• **TASK PROMPT**
Print the range of lines that opens with the line containing "v.set_position(Vec3::new(4.0, 5.0, 6.0));" and closes with the last line of the listing. Include both ends; print nothing more.

• **MATERIAL SUPPLIED**
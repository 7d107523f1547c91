use bytemuck::{Pod, Zeroable};
use glam::{Vec2, Vec3};

/// Vertex contract for [`Mesh`](super::Mesh).
///
/// Every vertex exposes a 3D position (2D vertices report `z = 0` and ignore
/// writes to it), a packed RGBA8 color, a texture coordinate and a gradient
/// coordinate. The GPU layout is described by [`MeshVertex::layout`].
pub trait MeshVertex: Pod + Default {
    fn from_position(position: Vec3) -> Self;

    fn position(&self) -> Vec3;
    fn set_position(&mut self, position: Vec3);

    fn color(&self) -> u32;
    fn set_color(&mut self, packed: u32);

    fn texcoord(&self) -> Vec2;
    fn set_texcoord(&mut self, uv: Vec2);

    fn gradcoord(&self) -> Vec2;
    fn set_gradcoord(&mut self, coord: Vec2);

    fn layout() -> wgpu::VertexBufferLayout<'static>;
}

// ── 2D ────────────────────────────────────────────────────────────────────

/// 2D sprite vertex, 28 bytes.
#[repr(C)]
#[derive(Debug, Copy, Clone, Default, PartialEq, Pod, Zeroable)]
pub struct SpriteVertex2 {
    pub position: [f32; 2],
    pub color: u32,
    pub texcoord: [f32; 2],
    pub gradcoord: [f32; 2],
}

impl SpriteVertex2 {
    const ATTRS: [wgpu::VertexAttribute; 4] = wgpu::vertex_attr_array![
        0 => Float32x2, // position
        1 => Unorm8x4,  // color
        2 => Float32x2, // texcoord
        3 => Float32x2  // gradcoord
    ];
}

impl MeshVertex for SpriteVertex2 {
    #[inline]
    fn from_position(position: Vec3) -> Self {
        Self {
            position: [position.x, position.y],
            color: u32::MAX,
            ..Self::default()
        }
    }

    #[inline]
    fn position(&self) -> Vec3 {
        Vec3::new(self.position[0], self.position[1], 0.0)
    }

    #[inline]
    fn set_position(&mut self, position: Vec3) {
        self.position = [position.x, position.y];
    }

    #[inline]
    fn color(&self) -> u32 {
        self.color
    }

    #[inline]
    fn set_color(&mut self, packed: u32) {
        self.color = packed;
    }

    #[inline]
    fn texcoord(&self) -> Vec2 {
        Vec2::from_array(self.texcoord)
    }

    #[inline]
    fn set_texcoord(&mut self, uv: Vec2) {
        self.texcoord = uv.to_array();
    }

    #[inline]
    fn gradcoord(&self) -> Vec2 {
        Vec2::from_array(self.gradcoord)
    }

    #[inline]
    fn set_gradcoord(&mut self, coord: Vec2) {
        self.gradcoord = coord.to_array();
    }

    fn layout() -> wgpu::VertexBufferLayout<'static> {
        wgpu::VertexBufferLayout {
            array_stride: std::mem::size_of::<SpriteVertex2>() as u64,
            step_mode: wgpu::VertexStepMode::Vertex,
            attributes: &Self::ATTRS,
        }
    }
}

// ── 3D ────────────────────────────────────────────────────────────────────

/// Sprite vertex with a depth coordinate, 32 bytes.
#[repr(C)]
#[derive(Debug, Copy, Clone, Default, PartialEq, Pod, Zeroable)]
pub struct SpriteVertex3 {
    pub position: [f32; 3],
    pub color: u32,
    pub texcoord: [f32; 2],
    pub gradcoord: [f32; 2],
}

impl SpriteVertex3 {
    const ATTRS: [wgpu::VertexAttribute; 4] = wgpu::vertex_attr_array![
        0 => Float32x3, // position
        1 => Unorm8x4,  // color
        2 => Float32x2, // texcoord
        3 => Float32x2  // gradcoord
    ];
}

impl MeshVertex for SpriteVertex3 {
    #[inline]
    fn from_position(position: Vec3) -> Self {
        Self {
            position: position.to_array(),
            color: u32::MAX,
            ..Self::default()
        }
    }

    #[inline]
    fn position(&self) -> Vec3 {
        Vec3::from_array(self.position)
    }

    #[inline]
    fn set_position(&mut self, position: Vec3) {
        self.position = position.to_array();
    }

    #[inline]
    fn color(&self) -> u32 {
        self.color
    }

    #[inline]
    fn set_color(&mut self, packed: u32) {
        self.color = packed;
    }

    #[inline]
    fn texcoord(&self) -> Vec2 {
        Vec2::from_array(self.texcoord)
    }

    #[inline]
    fn set_texcoord(&mut self, uv: Vec2) {
        self.texcoord = uv.to_array();
    }

    #[inline]
    fn gradcoord(&self) -> Vec2 {
        Vec2::from_array(self.gradcoord)
    }

    #[inline]
    fn set_gradcoord(&mut self, coord: Vec2) {
        self.gradcoord = coord.to_array();
    }

    fn layout() -> wgpu::VertexBufferLayout<'static> {
        wgpu::VertexBufferLayout {
            array_stride: std::mem::size_of::<SpriteVertex3>() as u64,
            step_mode: wgpu::VertexStepMode::Vertex,
            attributes: &Self::ATTRS,
        }
    }
}

#[cfg(test)]
mod tests {
    use super::*;
    use std::mem::{offset_of, size_of};

    #[test]
    fn sprite_vertex2_layout() {
        assert_eq!(size_of::<SpriteVertex2>(), 28);
        assert_eq!(offset_of!(SpriteVertex2, color), 8);
        assert_eq!(offset_of!(SpriteVertex2, texcoord), 12);
        assert_eq!(offset_of!(SpriteVertex2, gradcoord), 20);

        let layout = SpriteVertex2::layout();
        assert_eq!(layout.array_stride, 28);
        let offsets: Vec<u64> = layout.attributes.iter().map(|a| a.offset).collect();
        assert_eq!(offsets, vec![0, 8, 12, 20]);
    }

    #[test]
    fn sprite_vertex3_layout() {
        assert_eq!(size_of::<SpriteVertex3>(), 32);
        assert_eq!(offset_of!(SpriteVertex3, color), 12);
        assert_eq!(offset_of!(SpriteVertex3, texcoord), 16);
        assert_eq!(offset_of!(SpriteVertex3, gradcoord), 24);

        let offsets: Vec<u64> = SpriteVertex3::layout().attributes.iter().map(|a| a.offset).collect();
        assert_eq!(offsets, vec![0, 12, 16, 24]);
    }

    #[test]
    fn two_dimensional_vertex_drops_depth() {
        let mut v = SpriteVertex2::from_position(Vec3::new(1.0, 2.0, 3.0));
        assert_eq!(v.position(), Vec3::new(1.0, 2.0, 0.0));
        v.set_position(Vec3::new(4.0, 5.0, 6.0));
        assert_eq!(v.position, [4.0, 5.0]);
        assert_eq!(v.color, u32::MAX);
    }
}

• **ANSWER**
        v.set_position(Vec3::new(4.0, 5.0, 6.0));
        assert_eq!(v.position, [4.0, 5.0]);
        assert_eq!(v.color, u32::MAX);
    }
}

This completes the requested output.